Les fautes à l’égard de Dieu et les fautes à l’égard d’autrui : Emmanuel Levinas sur le pardon
PAR JORDAN GLASS
Jordan Glass est enseignant en philosophie à l’Université Concordia et au Collège Dawson. Il a publié des articles dans plusieurs revues philosophiques, notamment Continental Philosophy Review, Philosophy Today et Symposium. Il nous offre ici une réflexion philosophique d’inspiration lévinassienne à la veille des fêtes juives solennelles de la nouvelle année 5780.
Le philosophe Emmanuel Levinas (1906-1995) est connu pour sa contribution à la pensée juive du vingtième siècle ainsi que pour sa philosophie éthique. Grand lecteur du Talmud, directeur de l’importante École normale israélite orientale à Paris, et philosophe de renommée, Levinas a exercé, après la Deuxième Guerre mondiale, une grande influence sur le milieu intellectuel en Europe et ailleurs dans le monde.

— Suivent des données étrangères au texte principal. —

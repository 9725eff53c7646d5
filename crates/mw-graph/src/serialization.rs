use mw_core::errors::{ErrorInfo, MwError};
use mw_core::{GeoPoint, NodeId, SchemaVersion};
use serde::{Deserialize, Serialize};

use crate::hopgraph::{HopGraph, HopLink, Tower};

/// Serializes a graph to the YAML snapshot document format.
pub fn graph_to_yaml(graph: &HopGraph) -> Result<String, MwError> {
    let doc = SnapshotDoc::from_graph(graph);
    serde_yaml::to_string(&doc)
        .map_err(|err| MwError::Serde(ErrorInfo::new("serialize-yaml", err.to_string())))
}

/// Restores a graph from a YAML snapshot document.
pub fn graph_from_yaml(yaml: &str) -> Result<HopGraph, MwError> {
    let doc: SnapshotDoc = serde_yaml::from_str(yaml)
        .map_err(|err| MwError::Serde(ErrorInfo::new("deserialize-yaml", err.to_string())))?;
    doc.into_graph()
}

/// Serializes a graph to a JSON snapshot document.
pub fn graph_to_json(graph: &HopGraph) -> Result<String, MwError> {
    let doc = SnapshotDoc::from_graph(graph);
    serde_json::to_string_pretty(&doc)
        .map_err(|err| MwError::Serde(ErrorInfo::new("serialize-json", err.to_string())))
}

/// Restores a graph from a JSON snapshot document.
pub fn graph_from_json(json: &str) -> Result<HopGraph, MwError> {
    let doc: SnapshotDoc = serde_json::from_str(json)
        .map_err(|err| MwError::Serde(ErrorInfo::new("deserialize-json", err.to_string())))?;
    doc.into_graph()
}

/// On-disk form of a snapshot graph.
#[derive(Debug, Serialize, Deserialize)]
struct SnapshotDoc {
    schema_version: SchemaVersion,
    nodes: Vec<SnapshotNode>,
    edges: Vec<SnapshotEdge>,
}

#[derive(Debug, Serialize, Deserialize)]
struct SnapshotNode {
    id: u64,
    lat_deg: f64,
    long_deg: f64,
    elevation: String,
}

#[derive(Debug, Serialize, Deserialize)]
struct SnapshotEdge {
    source: u64,
    target: u64,
    length: f64,
    frequency_list: Vec<String>,
}

impl SnapshotDoc {
    fn from_graph(graph: &HopGraph) -> Self {
        let nodes = graph
            .towers()
            .map(|tower| SnapshotNode {
                id: tower.id.as_raw(),
                lat_deg: tower.point.lat_deg,
                long_deg: tower.point.lon_deg,
                elevation: tower.elevation.clone(),
            })
            .collect();
        let edges = graph
            .links()
            .map(|(tx, rx, link)| SnapshotEdge {
                source: tx.as_raw(),
                target: rx.as_raw(),
                length: link.length_km,
                frequency_list: link.frequencies.clone(),
            })
            .collect();
        Self {
            schema_version: SchemaVersion::default(),
            nodes,
            edges,
        }
    }

    fn into_graph(self) -> Result<HopGraph, MwError> {
        let mut nodes = self.nodes;
        nodes.sort_by_key(|node| node.id);
        let mut graph = HopGraph::new();
        for node in nodes {
            graph.restore_tower(Tower {
                id: NodeId::from_raw(node.id),
                point: GeoPoint::new(node.lat_deg, node.long_deg),
                elevation: node.elevation,
            })?;
        }
        for edge in self.edges {
            graph.restore_link(
                NodeId::from_raw(edge.source),
                NodeId::from_raw(edge.target),
                HopLink {
                    length_km: edge.length,
                    frequencies: edge.frequency_list,
                },
            )?;
        }
        Ok(graph)
    }
}
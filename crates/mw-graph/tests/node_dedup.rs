use mw_core::GeoPoint;
use mw_graph::{HopGraph, TowerSighting};

fn sighting(lat: f64, lon: f64) -> TowerSighting {
    TowerSighting::new(GeoPoint::new(lat, lon), "300.5")
}

#[test]
fn repeated_coordinates_resolve_to_one_node() {
    let mut graph = HopGraph::new();
    let (a1, b1) = graph.add_hop(
        sighting(41.38511, -81.32581),
        sighting(41.41264, -81.70786),
        vec!["6093.45".into()],
    );
    let (b2, c1) = graph.add_hop(
        sighting(41.41264, -81.70786),
        sighting(41.49932, -81.69436),
        vec!["6034.15".into()],
    );
    assert_eq!(b1, b2);
    assert_ne!(a1, c1);
    assert_eq!(graph.node_count(), 3);
}

#[test]
fn node_count_equals_distinct_coordinate_pairs() {
    let coords = [
        (41.0, -81.0),
        (41.5, -81.5),
        (41.0, -81.0), // repeat of the first tower
        (42.0, -82.0),
    ];
    let mut graph = HopGraph::new();
    for window in coords.windows(2) {
        graph.add_hop(
            sighting(window[0].0, window[0].1),
            sighting(window[1].0, window[1].1),
            vec![],
        );
    }
    assert_eq!(graph.node_count(), 3);
}

#[test]
fn ids_are_assigned_in_sighting_order() {
    let mut graph = HopGraph::new();
    let (tx, rx) = graph.add_hop(sighting(41.0, -81.0), sighting(41.5, -81.5), vec![]);
    assert_eq!(tx.as_raw(), 0);
    assert_eq!(rx.as_raw(), 1);
    let tower = graph.tower(tx).unwrap();
    assert_eq!(tower.point.lat_deg, 41.0);
    assert_eq!(tower.elevation, "300.5");
}

#[test]
fn lookup_by_key_finds_interned_tower() {
    let mut graph = HopGraph::new();
    let point = GeoPoint::new(41.38511, -81.32581);
    let (tx, _) = graph.add_hop(
        TowerSighting::new(point, ""),
        sighting(41.5, -81.5),
        vec![],
    );
    assert_eq!(graph.lookup(&point.key()), Some(tx));
    assert_eq!(graph.lookup(&GeoPoint::new(0.0, 0.0).key()), None);
}

#[test]
fn unknown_node_lookup_is_a_graph_error() {
    let graph = HopGraph::new();
    let err = graph.tower(mw_core::NodeId::from_raw(7)).unwrap_err();
    assert_eq!(err.info().code, "unknown-node");
    assert_eq!(err.info().context.get("node"), Some(&"7".to_string()));
}
//! Date parsing for ledgers and snapshot naming tokens.

use chrono::NaiveDate;
use mw_core::errors::{ErrorInfo, MwError};

/// Parses a ledger date in `mm/dd/yyyy` form.
pub fn parse_ledger_date(text: &str) -> Result<NaiveDate, MwError> {
    NaiveDate::parse_from_str(text.trim(), "%m/%d/%Y").map_err(|err| {
        MwError::Ledger(
            ErrorInfo::new("bad-date", "date is not mm/dd/yyyy")
                .with_context("text", text)
                .with_hint(err.to_string()),
        )
    })
}

/// Formats a date as the `mm_dd_yyyy` snapshot naming token.
pub fn snapshot_token(date: NaiveDate) -> String {
    date.format("%m_%d_%Y").to_string()
}

/// Parses a `mm_dd_yyyy` snapshot naming token.
pub fn parse_snapshot_token(token: &str) -> Result<NaiveDate, MwError> {
    NaiveDate::parse_from_str(token.trim(), "%m_%d_%Y").map_err(|err| {
        MwError::Ledger(
            ErrorInfo::new("bad-snapshot-token", "token is not mm_dd_yyyy")
                .with_context("text", token)
                .with_hint(err.to_string()),
        )
    })
}
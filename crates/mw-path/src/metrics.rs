use std::io;

use csv::WriterBuilder;
use mw_core::errors::{ErrorInfo, MwError};
use serde::{Deserialize, Serialize};

use crate::engine::LatencyReport;

/// One metrics output record, keyed by entity name or snapshot date token.
///
/// When the snapshot for a key is unavailable the metric fields are absent
/// and serialize as empty CSV fields; the key field is always populated.
#[derive(Debug, Clone, PartialEq, Serialize, Deserialize)]
pub struct MetricsRow {
    /// Entity name or snapshot date token.
    pub key: String,
    /// Metric values, absent when the run was unmeasurable.
    pub values: Option<MetricsValues>,
}

/// The measured fields of a metrics record, in output column order.
#[derive(Debug, Clone, PartialEq, Serialize, Deserialize)]
pub struct MetricsValues {
    /// Direct site-to-site chord distance, km.
    pub geo_dist_dc: f64,
    /// Shortest backbone path length, km.
    pub path_length: f64,
    /// Total fiber access distance, km.
    pub dist_fiber: f64,
    /// Path length over direct tower chord.
    pub stretch: f64,
    /// Latency-weighted aggregate stretch.
    pub stretch_aggr: f64,
    /// Count of leading low-stretch simple paths.
    pub simple_path_counter: usize,
    /// Lower-median per-hop length, km.
    pub median_link_len: f64,
    /// Lower-median numeric frequency, absent when none parsed.
    pub median_freq: Option<f64>,
    /// Fraction of path edges covered by a low-stretch alternate.
    pub path_diversity: f64,
    /// Unweighted hop count.
    pub hop_count: usize,
}

impl MetricsRow {
    /// Builds a populated row from an analysis report.
    pub fn from_report(key: impl Into<String>, report: &LatencyReport) -> Self {
        Self {
            key: key.into(),
            values: Some(MetricsValues {
                geo_dist_dc: report.geo_dist_dc,
                path_length: report.path_length,
                dist_fiber: report.dist_fiber,
                stretch: report.stretch,
                stretch_aggr: report.stretch_aggr,
                simple_path_counter: report.simple_path_counter,
                median_link_len: report.median_link_len,
                median_freq: report.median_freq,
                path_diversity: report.path_diversity,
                hop_count: report.hop_count,
            }),
        }
    }

    /// Builds an absent row: key populated, every metric field empty.
    pub fn absent(key: impl Into<String>) -> Self {
        Self {
            key: key.into(),
            values: None,
        }
    }

    /// Returns the row as ordered textual fields.
    pub fn fields(&self) -> Vec<String> {
        let mut fields = vec![self.key.clone()];
        match &self.values {
            Some(v) => {
                fields.push(v.geo_dist_dc.to_string());
                fields.push(v.path_length.to_string());
                fields.push(v.dist_fiber.to_string());
                fields.push(v.stretch.to_string());
                fields.push(v.stretch_aggr.to_string());
                fields.push(v.simple_path_counter.to_string());
                fields.push(v.median_link_len.to_string());
                fields.push(v.median_freq.map(|f| f.to_string()).unwrap_or_default());
                fields.push(v.path_diversity.to_string());
                fields.push(v.hop_count.to_string());
            }
            None => fields.extend(std::iter::repeat(String::new()).take(10)),
        }
        fields
    }
}

/// Appends metrics rows to a writer as headerless CSV.
pub fn write_rows<W: io::Write>(writer: W, rows: &[MetricsRow]) -> Result<(), MwError> {
    let mut csv_writer = WriterBuilder::new().has_headers(false).from_writer(writer);
    for row in rows {
        csv_writer
            .write_record(row.fields())
            .map_err(|err| wrap_csv("metrics-write-row", err))?;
    }
    csv_writer
        .flush()
        .map_err(|err| wrap_csv("metrics-flush", err.into()))?;
    Ok(())
}

fn wrap_csv(code: &str, err: csv::Error) -> MwError {
    MwError::Metrics(ErrorInfo::new(code, "metrics output failure").with_hint(err.to_string()))
}
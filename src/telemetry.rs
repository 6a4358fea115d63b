//! Telemetry sink (C11): a named-counter and name=value event bus. Real deployments wire this to
//! the device's telemetry marker-file mechanism; tests and environments without a telemetry bus
//! get the no-op sink below.

use tracing::debug;

pub trait TelemetrySink: Send + Sync {
    /// Increment a named counter by one.
    fn count(&self, name: &str);

    /// Emit a `name=value` event.
    fn value(&self, name: &str, value: &str);
}

/// Default sink for environments with no telemetry bus configured: logs at debug level and drops
/// the event. Never fails, so callers can fire telemetry unconditionally.
#[derive(Debug, Default, Clone, Copy)]
pub struct NoopTelemetry;

impl TelemetrySink for NoopTelemetry {
    fn count(&self, name: &str) {
        debug!(telemetry.counter = name, "telemetry count (no-op sink)");
    }

    fn value(&self, name: &str, value: &str) {
        debug!(telemetry.name = name, telemetry.value = value, "telemetry value (no-op sink)");
    }
}

/// Well-known event/counter names used by the strategy workflows and upload pipeline.
pub mod names {
    pub const NO_LOGS_ON_DEMAND: &str = "NoLogsOnDemand";
    pub const NO_LOGS_REBOOT: &str = "NoLogsReboot";
    pub const PRIVACY_ABORT: &str = "PrivacyOptOutAbort";
    pub const DRI_LOG_UPLOAD: &str = "SYST_INFO_PDRILogUpload";
    pub const UPLOAD_ATTEMPT: &str = "STBLogUL_UploadAttempt";
    pub const CERT_ERR_SPLIT: &str = "certerr_split";
}
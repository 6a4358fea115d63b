//! CLI entry point (C15), mirroring `compute_ctl.rs`'s `fn main() -> Result<()>` shape: parse
//! args, install logging, run the invocation, translate its outcome into a process exit code.

use anyhow::{Context, Result};
use upload_stblogs::config::{cli, AgentCliArgs};
use upload_stblogs::logger::{self, DEFAULT_LOG_LEVEL};
use upload_stblogs::{run_invocation, Invocation, EXIT_CONFIG_ERROR};

fn main() -> Result<()> {
    logger::init_tracing_and_logging(DEFAULT_LOG_LEVEL).context("installing tracing subscriber")?;

    let matches = cli().try_get_matches();
    let matches = match matches {
        Ok(m) => m,
        Err(e) => {
            e.print().ok();
            std::process::exit(EXIT_CONFIG_ERROR);
        }
    };
    let args = AgentCliArgs::from_matches(&matches);

    let env = Invocation::default();
    let exit_code = match run_invocation(args, &env) {
        Ok(code) => code,
        Err(e) => {
            tracing::error!(error = ?e, "configuration error");
            EXIT_CONFIG_ERROR
        }
    };

    std::process::exit(exit_code);
}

Dans une leçon talmudique sur le pardon 1,Levinas rapporte une histoire qui est racontée dans le traité Yoma (87b) du Talmud de Babylone : Rav commentait un texte en présence de Rabbi, un autre sage. Entra Rav Hiya et Rav reprit son discours depuis le début. Entra Bar Kappara et Rav le reprit encore. Rav Simon arriva et Rav reprit encore sa lecture du début. Vint alors Rav Hanina bar Hama et Rav demanda : « Combien de fois faut-il que je reprenne la lecture? » Il ne recommença pas et Rav Hanina s’en offensa. Pendant treize ans, à la veille de Yom Kippour — le Jour du Grand Pardon — Rav alla demander pardon. Rav Hanina ne lui pardonna pas et Rav partit alors pour enseigner ailleurs en Babylonie.
Nous savons que, avant Yom Kippour, nous sommes censés demander pardon aux personnes que nous avons blessées. Bien que les fautes envers Dieu s’effacent en jeûnant et en priant selon les préceptes de Yom Kippour, pour obtenir le pardon de nos fautes envers autrui, nous devons l’apaiser en présentant des excuses accompagnées, s’il le faut, de supplications et d’actes de réparations. Le consentement d’autrui est nécessaire pour le pardon et on ne devrait pas sous-estimer la gravité de cette obligation : notre bonne conscience et notre paix dépendent d’autrui. Cependant nous apprenons aussi que, selon la tradition juive, on est libéré d’une obligation après avoir sincèrement sollicité trois fois le pardon de l’offensé (Yoma 87a), qu’il s’apaise ou non.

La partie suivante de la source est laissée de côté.